Comment dépasser le geste artistique pour mieux se connecter à son audience? Le faut-il? Et si oui, peut-on le faire sans trahir ses besoins d’auteur? Le Temps et la Haute école d’art et de design (HEAD), à Genève, se sont associés pour tenter de répondre à ces questions. Sous la supervision du réalisateur Basil Da Cunha, enseignant au département cinéma, et en coordination avec notre pôle vidéo, huit étudiants de deuxième année et autant d’alumni ont réalisé, ces deux derniers mois, une série sur le thème du confinement.
Personnages reclus dans des univers de réalité virtuelle, youtubeuses beauté prises en flagrant délit de futilité, séquences de complotisme aux Etats-Unis, correspondance entre une médecin aux HUG et sa famille au Japon, travail d’enquête sur un projet culturel de quartier en Colombie: leurs recherches ont accouché de formats variés, parfois proches du documentaire, parfois fictionnalisés sur la base de séquences glanées sur le Net, mais qui, chacun à sa façon, interrogent sur notre société.
C’est la pandémie elle-même qui a provoqué cette collaboration entre un média et une école de cinéma. Les étudiants étaient à peine rentrés du Mexique, où ils suivaient un atelier de travail documentaire aux côtés du réalisateur Carlos Reygadas, lorsque le nouveau coronavirus a frappé l’Europe. Le programme de 2e année avait précisément pour vocation d’aller vers l’autre, de sortir de sa zone de confort, de susciter les rencontres.
Recréer cette idée du «nous»
Comment poursuivre la démarche, isolé dans une chambre à Genève?

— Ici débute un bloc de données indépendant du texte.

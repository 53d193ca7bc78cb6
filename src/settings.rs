// SPDX-License-Identifier: AGPL-3.0-or-later
//! Orchestrator settings (`provision.toml`)
//!
//! These are the tool's own knobs: where files live, how long to wait and how
//! often to retry. The service's `KEY=VALUE` environment file is handled by
//! [`crate::store`].

use serde::{Deserialize, Serialize};
use std::path::{Path, PathBuf};
use std::time::Duration;

use crate::error::{ProvisionError, Result};

/// Main settings structure
#[derive(Debug, Clone, Default, Serialize, Deserialize)]
pub struct Settings {
    /// File locations
    #[serde(default)]
    pub paths: PathSettings,

    /// Application repository
    #[serde(default)]
    pub repository: RepositorySettings,

    /// Primary-host service management
    #[serde(default)]
    pub service: ServiceSettings,

    /// SSH and rsync timeouts
    #[serde(default)]
    pub ssh: SshSettings,

    /// DNS convergence polling
    #[serde(default)]
    pub dns: DnsSettings,

    /// Certificate issuance
    #[serde(default)]
    pub tls: TlsSettings,

    /// Logging configuration
    #[serde(default)]
    pub logging: LoggingSettings,
}

/// File locations
#[derive(Debug, Clone, Serialize, Deserialize)]
pub struct PathSettings {
    /// The service's KEY=VALUE environment file
    #[serde(default = "default_env_file")]
    pub env_file: PathBuf,

    /// Private key used for the edge host; the public key sits next to it
    #[serde(default = "default_key_path")]
    pub key_path: PathBuf,

    /// Where the application checkout lives
    #[serde(default = "default_install_dir")]
    pub install_dir: PathBuf,

    /// Run lock file
    #[serde(default = "default_lock_file")]
    pub lock_file: PathBuf,
}

/// Application repository
#[derive(Debug, Clone, Serialize, Deserialize)]
pub struct RepositorySettings {
    /// Clone URL; when empty the install dir must already hold a checkout
    #[serde(default)]
    pub url: String,

    /// Branch to check out
    #[serde(default = "default_branch")]
    pub branch: String,
}

/// Primary-host service management
#[derive(Debug, Clone, Serialize, Deserialize)]
pub struct ServiceSettings {
    /// systemd unit name
    #[serde(default = "default_service_name")]
    pub name: String,

    /// Local health probes after a restart
    #[serde(default = "default_health_attempts")]
    pub health_attempts: u32,

    /// Seconds between local health probes
    #[serde(default = "default_health_interval")]
    pub health_interval_secs: u64,

    /// Per-request health timeout in seconds
    #[serde(default = "default_health_timeout")]
    pub health_timeout_secs: u64,
}

/// SSH and rsync timeouts
#[derive(Debug, Clone, Serialize, Deserialize)]
pub struct SshSettings {
    /// Connection probe timeout in seconds
    #[serde(default = "default_connect_timeout")]
    pub connect_timeout_secs: u64,

    /// Key probes made while the edge host is unreachable
    #[serde(default = "default_connect_attempts")]
    pub connect_attempts: u32,

    /// Seconds between unreachable key probes
    #[serde(default = "default_connect_retry")]
    pub connect_retry_secs: u64,

    /// One-shot remote command timeout in seconds
    #[serde(default = "default_command_timeout")]
    pub command_timeout_secs: u64,

    /// rsync timeout in seconds
    #[serde(default = "default_sync_timeout")]
    pub sync_timeout_secs: u64,
}

/// DNS convergence polling
#[derive(Debug, Clone, Serialize, Deserialize)]
pub struct DnsSettings {
    /// External resolver queried directly, bypassing the OS resolver
    #[serde(default = "default_resolver")]
    pub resolver: String,

    /// Maximum number of queries
    #[serde(default = "default_dns_attempts")]
    pub max_attempts: u32,

    /// Seconds between queries
    #[serde(default = "default_dns_interval")]
    pub interval_secs: u64,
}

/// Certificate issuance
#[derive(Debug, Clone, Serialize, Deserialize)]
pub struct TlsSettings {
    /// Maximum issuance attempts per run
    #[serde(default = "default_tls_attempts")]
    pub max_attempts: u32,

    /// Seconds between issuance attempts
    #[serde(default = "default_tls_backoff")]
    pub backoff_secs: u64,

    /// A certificate expiring within this many days is reissued
    #[serde(default = "default_renew_days")]
    pub renew_before_days: u32,
}

/// Logging configuration
#[derive(Debug, Clone, Serialize, Deserialize)]
pub struct LoggingSettings {
    /// Log level (trace, debug, info, warn, error)
    #[serde(default = "default_log_level")]
    pub level: String,

    /// Output format (text, json)
    #[serde(default = "default_log_format")]
    pub format: String,
}

impl Default for PathSettings {
    fn default() -> Self {
        Self {
            env_file: default_env_file(),
            key_path: default_key_path(),
            install_dir: default_install_dir(),
            lock_file: default_lock_file(),
        }
    }
}

impl Default for RepositorySettings {
    fn default() -> Self {
        Self {
            url: String::new(),
            branch: default_branch(),
        }
    }
}

impl Default for ServiceSettings {
    fn default() -> Self {
        Self {
            name: default_service_name(),
            health_attempts: default_health_attempts(),
            health_interval_secs: default_health_interval(),
            health_timeout_secs: default_health_timeout(),
        }
    }
}

impl Default for SshSettings {
    fn default() -> Self {
        Self {
            connect_timeout_secs: default_connect_timeout(),
            connect_attempts: default_connect_attempts(),
            connect_retry_secs: default_connect_retry(),
            command_timeout_secs: default_command_timeout(),
            sync_timeout_secs: default_sync_timeout(),
        }
    }
}

impl Default for DnsSettings {
    fn default() -> Self {
        Self {
            resolver: default_resolver(),
            max_attempts: default_dns_attempts(),
            interval_secs: default_dns_interval(),
        }
    }
}

impl Default for TlsSettings {
    fn default() -> Self {
        Self {
            max_attempts: default_tls_attempts(),
            backoff_secs: default_tls_backoff(),
            renew_before_days: default_renew_days(),
        }
    }
}

impl Default for LoggingSettings {
    fn default() -> Self {
        Self {
            level: default_log_level(),
            format: default_log_format(),
        }
    }
}

impl Settings {
    /// Load settings from a TOML file, falling back to defaults when the file
    /// does not exist
    pub fn load<P: AsRef<Path>>(path: P) -> Result<Self> {
        let path = path.as_ref();

        if !path.exists() {
            return Ok(Self::default());
        }

        let contents = std::fs::read_to_string(path)?;
        let settings: Settings = toml::from_str(&contents)?;

        settings.validate()?;
        Ok(settings)
    }

    /// Validate the settings
    pub fn validate(&self) -> Result<()> {
        if self.service.name.trim().is_empty() {
            return Err(ProvisionError::InvalidSettings {
                message: "service.name cannot be empty".to_string(),
            });
        }

        if self.dns.resolver.parse::<std::net::IpAddr>().is_err() {
            return Err(ProvisionError::InvalidSettings {
                message: format!(
                    "dns.resolver must be an IP address, got '{}'",
                    self.dns.resolver
                ),
            });
        }

        if self.dns.max_attempts == 0 || self.tls.max_attempts == 0 || self.ssh.connect_attempts == 0 {
            return Err(ProvisionError::InvalidSettings {
                message: "retry budgets must allow at least one attempt".to_string(),
            });
        }

        if !matches!(self.logging.format.as_str(), "text" | "json") {
            return Err(ProvisionError::InvalidSettings {
                message: format!("logging.format must be text or json, got '{}'", self.logging.format),
            });
        }

        Ok(())
    }

    /// Public key path derived from the private key path
    pub fn public_key_path(&self) -> PathBuf {
        crate::keys::public_key_path(&self.paths.key_path)
    }

    pub fn connect_timeout(&self) -> Duration {
        Duration::from_secs(self.ssh.connect_timeout_secs)
    }

    pub fn connect_retry_interval(&self) -> Duration {
        Duration::from_secs(self.ssh.connect_retry_secs)
    }

    pub fn command_timeout(&self) -> Duration {
        Duration::from_secs(self.ssh.command_timeout_secs)
    }

    pub fn sync_timeout(&self) -> Duration {
        Duration::from_secs(self.ssh.sync_timeout_secs)
    }
}

/// Commented default written by `init`
pub const DEFAULT_SETTINGS_TOML: &str = r#"# SPDX-License-Identifier: AGPL-3.0-or-later
# imgserv-provision settings

[paths]
env_file = "/etc/imgserv/.env"
key_path = "/root/.ssh/imgserv_edge_ed25519"
install_dir = "/opt/imgserv"
lock_file = "/run/imgserv-provision.lock"

[repository]
# url = "https://example.org/imgserv.git"
branch = "main"

[service]
name = "imgserv"
health_attempts = 10
health_interval_secs = 3
health_timeout_secs = 5

[ssh]
connect_timeout_secs = 10
connect_attempts = 3
connect_retry_secs = 5
command_timeout_secs = 60
sync_timeout_secs = 300

[dns]
resolver = "1.1.1.1"
max_attempts = 30
interval_secs = 20

[tls]
max_attempts = 3
backoff_secs = 60
renew_before_days = 30

[logging]
level = "info"
format = "text"
"#;

// Default value functions

fn default_env_file() -> PathBuf {
    PathBuf::from("/etc/imgserv/.env")
}

fn default_key_path() -> PathBuf {
    PathBuf::from("/root/.ssh/imgserv_edge_ed25519")
}

fn default_install_dir() -> PathBuf {
    PathBuf::from("/opt/imgserv")
}

fn default_lock_file() -> PathBuf {
    PathBuf::from("/run/imgserv-provision.lock")
}

fn default_branch() -> String {
    "main".to_string()
}

fn default_service_name() -> String {
    "imgserv".to_string()
}

fn default_health_attempts() -> u32 {
    10
}

fn default_health_interval() -> u64 {
    3
}

fn default_health_timeout() -> u64 {
    5
}

fn default_connect_timeout() -> u64 {
    10
}

fn default_connect_attempts() -> u32 {
    3
}

fn default_connect_retry() -> u64 {
    5
}

fn default_command_timeout() -> u64 {
    60
}

fn default_sync_timeout() -> u64 {
    300
}

fn default_resolver() -> String {
    "1.1.1.1".to_string()
}

fn default_dns_attempts() -> u32 {
    30
}

fn default_dns_interval() -> u64 {
    20
}

fn default_tls_attempts() -> u32 {
    3
}

fn default_tls_backoff() -> u64 {
    60
}

fn default_renew_days() -> u32 {
    30
}

fn default_log_level() -> String {
    "info".to_string()
}

fn default_log_format() -> String {
    "text".to_string()
}
// SPDX-License-Identifier: AGPL-3.0-or-later
//! Bounded child-process execution
//!
//! Every external tool (ssh, rsync, dig, systemctl, git, ...) goes through
//! [`run`]. Children are spawned with `kill_on_drop`, so an expired timeout or
//! an interrupted run terminates them instead of leaving them behind.

use std::fmt;
use std::path::{Path, PathBuf};
use std::process::Stdio;
use std::time::Duration;

use tokio::process::Command;
use tokio::time::timeout;
use tracing::debug;

use crate::error::{ProvisionError, Result};

/// A command line to execute
#[derive(Clone, Default)]
pub struct CommandSpec {
    program: String,
    args: Vec<String>,
    env: Vec<(String, String)>,
}

/// Captured result of a finished command
#[derive(Debug, Clone, PartialEq, Eq)]
pub struct CommandOutput {
    /// Exit status, `None` when killed by a signal
    pub status: Option<i32>,
    /// Captured stdout (lossy UTF-8)
    pub stdout: String,
    /// Captured stderr (lossy UTF-8)
    pub stderr: String,
}

impl CommandOutput {
    pub fn success(&self) -> bool {
        self.status == Some(0)
    }
}

impl CommandSpec {
    pub fn new(program: impl Into<String>) -> Self {
        Self {
            program: program.into(),
            ..Self::default()
        }
    }

    pub fn arg(mut self, arg: impl Into<String>) -> Self {
        self.args.push(arg.into());
        self
    }

    pub fn args<I, S>(mut self, args: I) -> Self
    where
        I: IntoIterator<Item = S>,
        S: Into<String>,
    {
        self.args.extend(args.into_iter().map(Into::into));
        self
    }

    /// Environment variable for the child only. Values are never logged.
    pub fn env(mut self, key: impl Into<String>, value: impl Into<String>) -> Self {
        self.env.push((key.into(), value.into()));
        self
    }

    pub fn program(&self) -> &str {
        &self.program
    }

    pub fn arguments(&self) -> &[String] {
        &self.args
    }
}

impl fmt::Display for CommandSpec {
    fn fmt(&self, f: &mut fmt::Formatter<'_>) -> fmt::Result {
        write!(f, "{}", self.program)?;
        for arg in &self.args {
            if arg.contains(char::is_whitespace) {
                write!(f, " '{}'", arg)?;
            } else {
                write!(f, " {}", arg)?;
            }
        }
        Ok(())
    }
}

impl fmt::Debug for CommandSpec {
    fn fmt(&self, f: &mut fmt::Formatter<'_>) -> fmt::Result {
        let env_keys: Vec<&str> = self.env.iter().map(|(k, _)| k.as_str()).collect();
        f.debug_struct("CommandSpec")
            .field("program", &self.program)
            .field("args", &self.args)
            .field("env", &env_keys)
            .finish()
    }
}

/// Run a command to completion, killing it if `limit` expires.
///
/// A non-zero exit is not an error here; callers inspect
/// [`CommandOutput::status`]. Errors are reserved for spawn failures and
/// timeouts.
pub async fn run(spec: &CommandSpec, limit: Duration) -> Result<CommandOutput> {
    debug!(command = %spec, timeout_secs = limit.as_secs(), "Running command");

    let mut command = Command::new(&spec.program);
    command.args(&spec.args);

    for (key, value) in &spec.env {
        command.env(key, value);
    }

    command.stdin(Stdio::null());
    command.stdout(Stdio::piped());
    command.stderr(Stdio::piped());
    command.kill_on_drop(true);

    let child = command.spawn().map_err(|e| {
        if e.kind() == std::io::ErrorKind::NotFound {
            ProvisionError::CommandNotFound {
                command: spec.program.clone(),
            }
        } else {
            ProvisionError::Io(e)
        }
    })?;

    match timeout(limit, child.wait_with_output()).await {
        Ok(Ok(output)) => {
            let result = CommandOutput {
                status: output.status.code(),
                stdout: String::from_utf8_lossy(&output.stdout).to_string(),
                stderr: String::from_utf8_lossy(&output.stderr).to_string(),
            };
            debug!(command = %spec.program, status = ?result.status, "Command finished");
            Ok(result)
        }
        Ok(Err(e)) => Err(ProvisionError::Io(e)),
        Err(_) => Err(ProvisionError::Timeout {
            operation: spec.program.clone(),
            secs: limit.as_secs(),
        }),
    }
}

/// Run a command and turn a non-zero exit into [`ProvisionError::CommandFailed`]
pub async fn run_checked(spec: &CommandSpec, limit: Duration) -> Result<CommandOutput> {
    let output = run(spec, limit).await?;
    if output.success() {
        Ok(output)
    } else {
        Err(ProvisionError::CommandFailed {
            command: spec.to_string(),
            status: output.status,
            stderr: output.stderr.trim().to_string(),
        })
    }
}

/// Locate an executable on `PATH`
pub fn which(program: &str) -> Option<PathBuf> {
    let path = std::env::var_os("PATH")?;
    std::env::split_paths(&path)
        .map(|dir| dir.join(program))
        .find(|candidate| is_executable(candidate))
}

#[cfg(unix)]
fn is_executable(path: &Path) -> bool {
    use std::os::unix::fs::PermissionsExt;
    path.metadata()
        .map(|m| m.is_file() && m.permissions().mode() & 0o111 != 0)
        .unwrap_or(false)
}

#[cfg(not(unix))]
fn is_executable(path: &Path) -> bool {
    path.is_file()
}

/// Quote a string for a POSIX shell
pub fn shell_quote(value: &str) -> String {
    if !value.is_empty()
        && value
            .chars()
            .all(|c| c.is_ascii_alphanumeric() || "-_./:@=+,".contains(c))
    {
        return value.to_string();
    }
    format!("'{}'", value.replace('\'', r"'\''"))
}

En les incitant à réfléchir sur le confinement, pas le leur, mais celui des autres. Et en les associant à un partenaire qui avait ses propres attentes, en l’occurrence votre journal.
«Le «je» a très longtemps été, et reste encore, en partie, un pilier du langage de notre école, notamment à travers l’essai cinématographique», explique Nicolas Wadimoff, responsable du département cinéma. «Les étudiants en oublient parfois qu’ils s’adressent à quelqu’un. En raison de leur âge, mais aussi de l’héritage de la HEAD, ils tendent vers leurs propres états d’âme. Nous voulions recréer cette idée du «nous.»
«Le cinéma étant l’art de la contrainte par excellence, tributaire de nombreux paramètres: le budget, la disponibilité des gens, la météo, etc., poursuit-il. Je suis contre cette idée romantique qu’il faut enlever les contraintes aux étudiants pour les laisser s’exprimer. C’est une erreur. Cela n’arrivera jamais dans leur vie d’après.»
Quelques secondes pour convaincre
La collaboration avec Le Temps a permis d’imposer des contraintes de format, de délais et, dans une moindre mesure, de narration. Le journalisme et le cinéma d’art et d’essai n’ont, a priori, pas grand-chose en commun. Le premier est pragmatique, centré sur l’actualité, en recherche de vérité et généralement plutôt classique dans le story-telling. Le second s’affranchit volontiers de ces codes. L’un décortique, analyse, produit un propos clair. L’autre contemple, suggère, offre un regard souvent plus subtil.
Dit autrement: en salle, le public est venu pour votre film, tandis que sur un site de journal – et cela est encore plus vrai sur les réseaux sociaux, où cette série est proposée en premier lieu – vous avez quelques secondes pour convaincre et emmener les gens dans votre histoire.
Donner la parole
Comment ces contraintes ont-elles été vécues par les étudiants? «Nous avons dû inventer ce projet au fur et à mesure, jusque dans notre façon de travailler, à distance, commente Basil Da Cunha. Le défi pour les étudiants était de trouver une façon de donner la parole aux gens – c’est presque un devoir civique en temps de crise – et en même temps de conserver leur point de vue cinématographique. Faire un pas vers le journalisme tout en gardant leur regard.»
Ces prochaines semaines, sur nos plateformes, vous pourrez découvrir ces huit triptyques. Que vous les trouviez réussis comblerait ces cinéastes en herbe. Que vous sentiez qu’ils sont le résultat de leurs besoins d’auteurs et de la nécessité de se faire entendre serait déjà une jolie récompense.